By now everyone has seen Coca-Cola’s latest ad campaign or, like a lot of people I know, own their own personalized bottle. The success isn’t by accident, as Coca Cola is no stranger to producing the stuff of legend. Last year, with the help of the team at Leo Burnett and the World Wildlife Fund, Coke turned its traditionally red cans white to save the polar bears. The white cans then turned to green-roughly 2 million dollars of it, to be exact. Their latest attempt at advertising gold hits a bit closer to home, as they attempt to reverse the slide of soda consumption by asking customers to come back and drink more Coke…literally by name. The initial roll out has proven effective, but it’s how they’re doing it that’s truly something to behold? Let’s examine:
We are currently living in an era where physical fitness and exercise has become a staple of American culture. You could even go as far as to say health and nutrition are enjoying a bit of a renaissance, need proof?
2013 was somewhat of a milestone for H2O as it marked the first time in over a decade, in which Americans consumed more water (58 gallons per year), than the 44 gallons per year average of the popular sugar stacked beverage. Realizing the sharp decline in soda drinking, Coca-Cola along with Weiden and Kennedy (who handles Coca-Cola’s Coke and Diet coke product lines) enlisted the aid of what you will commonly refer to as the human element. The result? Personalized bottles for everyone…well almost everyone. If you aren’t lucky enough to have a fairly common name, you’ll have to settle for the “family” bottle.
But why is it so successful?
1) The “Name Game”
Coca-Cola is a smart company that knows who its existing and potential customers are, so what have they done? They’ve reached out to us…by name, which resonates on a stronger emotional level. Think about the way you feel when someone calls you by name. What happens? You feel good, you feel important and a sense of trust is created without you even noticing. Why? Because it connects with you on a level, in a way something like a simple “Hello” or “hey you” cannot. By doing so, Coca-Cola is speaking directly to us. The result? We’re eating it up (or drinking it up) to be more accurate.
2) It adds a bit of excitement to an otherwise trivial task of selecting something to drink.
This one’s pretty self-explanatory. If you haven’t already been to a store that features the new bottles, head to a local grocery or convenience store and try to resist the temptation of looking for your name at a display–It’s hard, trust me.
3) It encourages the lost art of sharing.
Long before the word sharing was relegated strictly to your Facebook newsfeed, people actually did physically share things and enjoy a personal connection when doing so. Coca-Cola has revitalized this idea and it’s working.
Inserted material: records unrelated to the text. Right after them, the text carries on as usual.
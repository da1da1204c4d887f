use std::collections::{HashMap, HashSet};

use serde::{Deserialize, Serialize};
use thiserror::Error;

/// Identifiers as handed out by the catalog service.
pub type ZoneId = String;
pub type ServiceId = String;
pub type BracketId = String;

/// Inner or outer package dimensions, in centimeters.
#[derive(Clone, Copy, Debug, Default, PartialEq, Serialize, Deserialize)]
pub struct Dimensions {
    pub length_cm: f64,
    pub width_cm: f64,
    pub height_cm: f64,
}

impl Dimensions {
    pub fn new(length_cm: f64, width_cm: f64, height_cm: f64) -> Self {
        Self {
            length_cm,
            width_cm,
            height_cm,
        }
    }

    /// True when every axis carries a usable, strictly positive measurement.
    pub fn is_complete(&self) -> bool {
        [self.length_cm, self.width_cm, self.height_cm]
            .iter()
            .all(|axis| axis.is_finite() && *axis > 0.0)
    }

    /// Per-axis comparison; axis order matters, no rotation is attempted.
    pub fn within(&self, other: &Dimensions, tolerance_cm: f64) -> bool {
        (self.length_cm - other.length_cm).abs() <= tolerance_cm
            && (self.width_cm - other.width_cm).abs() <= tolerance_cm
            && (self.height_cm - other.height_cm).abs() <= tolerance_cm
    }
}

/// A named group of destination countries sharing one rate table.
#[derive(Clone, Debug, PartialEq, Serialize, Deserialize)]
pub struct ShippingZone {
    pub id: ZoneId,
    pub name: String,
    /// ISO-3166 alpha-2 codes, stored uppercase.
    pub countries: Vec<String>,
    pub active: bool,
}

impl ShippingZone {
    /// Case-insensitive exact membership test (no prefix matching).
    pub fn covers(&self, country: &str) -> bool {
        self.countries
            .iter()
            .any(|code| code.eq_ignore_ascii_case(country))
    }
}

/// Shipping speed/class tier, e.g. "EXPRESS".
#[derive(Clone, Debug, PartialEq, Serialize, Deserialize)]
pub struct ShippingService {
    pub id: ServiceId,
    pub name: String,
    pub active: bool,
}

/// Lower bound (inclusive) of a weight tier.
#[derive(Clone, Debug, PartialEq, Serialize, Deserialize)]
pub struct WeightBracket {
    pub id: BracketId,
    pub min_weight_kg: f64,
    pub position: i32,
}

/// One cell of the rate grid.
#[derive(Clone, Copy, Debug, PartialEq, Serialize, Deserialize)]
pub enum RateCell {
    Price(f64),
    /// The account explicitly does not ship this combination.
    NotOffered,
}

#[derive(Clone, Debug, PartialEq, Serialize, Deserialize)]
pub struct ShippingRate {
    pub zone_id: ZoneId,
    pub service_id: ServiceId,
    pub bracket_id: BracketId,
    pub cell: RateCell,
}

#[derive(Clone, Debug, PartialEq, Eq, Hash)]
pub struct RateKey {
    pub zone_id: ZoneId,
    pub service_id: ServiceId,
    pub bracket_id: BracketId,
}

impl RateKey {
    pub fn new(zone_id: &str, service_id: &str, bracket_id: &str) -> Self {
        Self {
            zone_id: zone_id.to_string(),
            service_id: service_id.to_string(),
            bracket_id: bracket_id.to_string(),
        }
    }
}

/// Rejections raised while turning raw catalog records into value types.
#[derive(Clone, Debug, Error, PartialEq)]
pub enum CatalogValidationError {
    #[error("duplicate {kind} id `{id}`")]
    DuplicateId { kind: &'static str, id: String },
    #[error("weight bracket `{id}` has invalid minimum {min}")]
    InvalidBracket { id: String, min: f64 },
    #[error("weight brackets `{first}` and `{second}` share the same minimum")]
    OverlappingBrackets { first: String, second: String },
    #[error("rate references unknown {kind} `{id}`")]
    UnknownReference { kind: &'static str, id: String },
    #[error("duplicate rate for zone `{zone}`, service `{service}`, bracket `{bracket}`")]
    DuplicateRate {
        zone: String,
        service: String,
        bracket: String,
    },
    #[error("invalid price {price} for `{subject}`")]
    InvalidPrice { subject: String, price: f64 },
}

/// Validated snapshot of the zone/service/bracket/rate configuration.
///
/// Brackets are kept sorted ascending by minimum weight.
#[derive(Clone, Debug, Default, PartialEq)]
pub struct ShippingGrid {
    zones: Vec<ShippingZone>,
    services: Vec<ShippingService>,
    brackets: Vec<WeightBracket>,
    rates: HashMap<RateKey, RateCell>,
}

impl ShippingGrid {
    pub fn new(
        zones: Vec<ShippingZone>,
        services: Vec<ShippingService>,
        mut brackets: Vec<WeightBracket>,
        rates: Vec<ShippingRate>,
    ) -> Result<Self, CatalogValidationError> {
        let zone_ids = unique_ids("zone", zones.iter().map(|z| z.id.as_str()))?;
        let service_ids = unique_ids("service", services.iter().map(|s| s.id.as_str()))?;
        let bracket_ids = unique_ids("bracket", brackets.iter().map(|b| b.id.as_str()))?;

        if let Some(bad) = brackets
            .iter()
            .find(|b| !b.min_weight_kg.is_finite() || b.min_weight_kg < 0.0)
        {
            return Err(CatalogValidationError::InvalidBracket {
                id: bad.id.clone(),
                min: bad.min_weight_kg,
            });
        }

        brackets.sort_by(|a, b| {
            a.min_weight_kg
                .total_cmp(&b.min_weight_kg)
                .then(a.position.cmp(&b.position))
        });
        if let Some(pair) = brackets
            .windows(2)
            .find(|pair| pair[0].min_weight_kg == pair[1].min_weight_kg)
        {
            return Err(CatalogValidationError::OverlappingBrackets {
                first: pair[0].id.clone(),
                second: pair[1].id.clone(),
            });
        }

        let mut table = HashMap::with_capacity(rates.len());
        for rate in rates {
            check_reference("zone", &zone_ids, &rate.zone_id)?;
            check_reference("service", &service_ids, &rate.service_id)?;
            check_reference("bracket", &bracket_ids, &rate.bracket_id)?;

            if let RateCell::Price(price) = rate.cell {
                if !price.is_finite() || price < 0.0 {
                    return Err(CatalogValidationError::InvalidPrice {
                        subject: format!("{}/{}/{}", rate.zone_id, rate.service_id, rate.bracket_id),
                        price,
                    });
                }
            }

            let key = RateKey {
                zone_id: rate.zone_id,
                service_id: rate.service_id,
                bracket_id: rate.bracket_id,
            };
            if table.contains_key(&key) {
                return Err(CatalogValidationError::DuplicateRate {
                    zone: key.zone_id,
                    service: key.service_id,
                    bracket: key.bracket_id,
                });
            }
            table.insert(key, rate.cell);
        }

        Ok(Self {
            zones,
            services,
            brackets,
            rates: table,
        })
    }

    /// Zones in configured order.
    pub fn zones(&self) -> &[ShippingZone] {
        &self.zones
    }

    pub fn services(&self) -> &[ShippingService] {
        &self.services
    }

    /// Brackets sorted ascending by minimum weight.
    pub fn brackets(&self) -> &[WeightBracket] {
        &self.brackets
    }

    pub fn rate(&self, key: &RateKey) -> Option<RateCell> {
        self.rates.get(key).copied()
    }

    pub fn rate_count(&self) -> usize {
        self.rates.len()
    }

    pub fn is_empty(&self) -> bool {
        self.zones.is_empty() && self.brackets.is_empty() && self.rates.is_empty()
    }
}

/// A packaging SKU.
#[derive(Clone, Debug, PartialEq, Serialize, Deserialize)]
pub struct CartonEntry {
    /// Reference as maintained in the catalog, decorations included.
    pub reference: String,
    /// `None` when the catalog lists the carton without a price.
    #[serde(default)]
    pub price: Option<f64>,
    #[serde(default)]
    pub inner: Option<Dimensions>,
    pub active: bool,
}

#[derive(Clone, Debug, Default, PartialEq)]
pub struct CartonCatalog {
    entries: Vec<CartonEntry>,
}

impl CartonCatalog {
    pub fn new(entries: Vec<CartonEntry>) -> Result<Self, CatalogValidationError> {
        if let Some((bad, price)) = entries.iter().find_map(|entry| {
            entry
                .price
                .filter(|price| !price.is_finite() || *price < 0.0)
                .map(|price| (entry, price))
        }) {
            return Err(CatalogValidationError::InvalidPrice {
                subject: bad.reference.clone(),
                price,
            });
        }
        Ok(Self { entries })
    }

    /// Entries in catalog order.
    pub fn entries(&self) -> &[CartonEntry] {
        &self.entries
    }

    pub fn active(&self) -> impl Iterator<Item = &CartonEntry> {
        self.entries.iter().filter(|entry| entry.active)
    }

    pub fn len(&self) -> usize {
        self.entries.len()
    }

    pub fn is_empty(&self) -> bool {
        self.entries.is_empty()
    }
}

fn unique_ids<'a>(
    kind: &'static str,
    ids: impl Iterator<Item = &'a str>,
) -> Result<HashSet<String>, CatalogValidationError> {
    let mut seen = HashSet::new();
    for id in ids {
        if !seen.insert(id.to_string()) {
            return Err(CatalogValidationError::DuplicateId {
                kind,
                id: id.to_string(),
            });
        }
    }
    Ok(seen)
}

fn check_reference(
    kind: &'static str,
    known: &HashSet<String>,
    id: &str,
) -> Result<(), CatalogValidationError> {
    if known.contains(id) {
        Ok(())
    } else {
        Err(CatalogValidationError::UnknownReference {
            kind,
            id: id.to_string(),
        })
    }
}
4) It’s making people want to buy Coca-Cola that normally wouldn’t
Last, but most important, the folks at Coca-Cola have done something that truly separates a good company from a great company: They’ve found a way to sell their product to those who normally wouldn’t buy it… and their doing so in droves.
So, while it’s still early on, early indications are the “Share a Coke” campaign is working and aside from the minor drawback of people constantly turning over display racks when searching for hard to find names, Coca-Cola’s appears to have hit another home-run and judging by the initial popularity I’ve seen, the momentum shows no signs of slowing.
So Cheer’s to you Coca-Cola, I may not be a soda drinker but you’ve definitely caught my attention.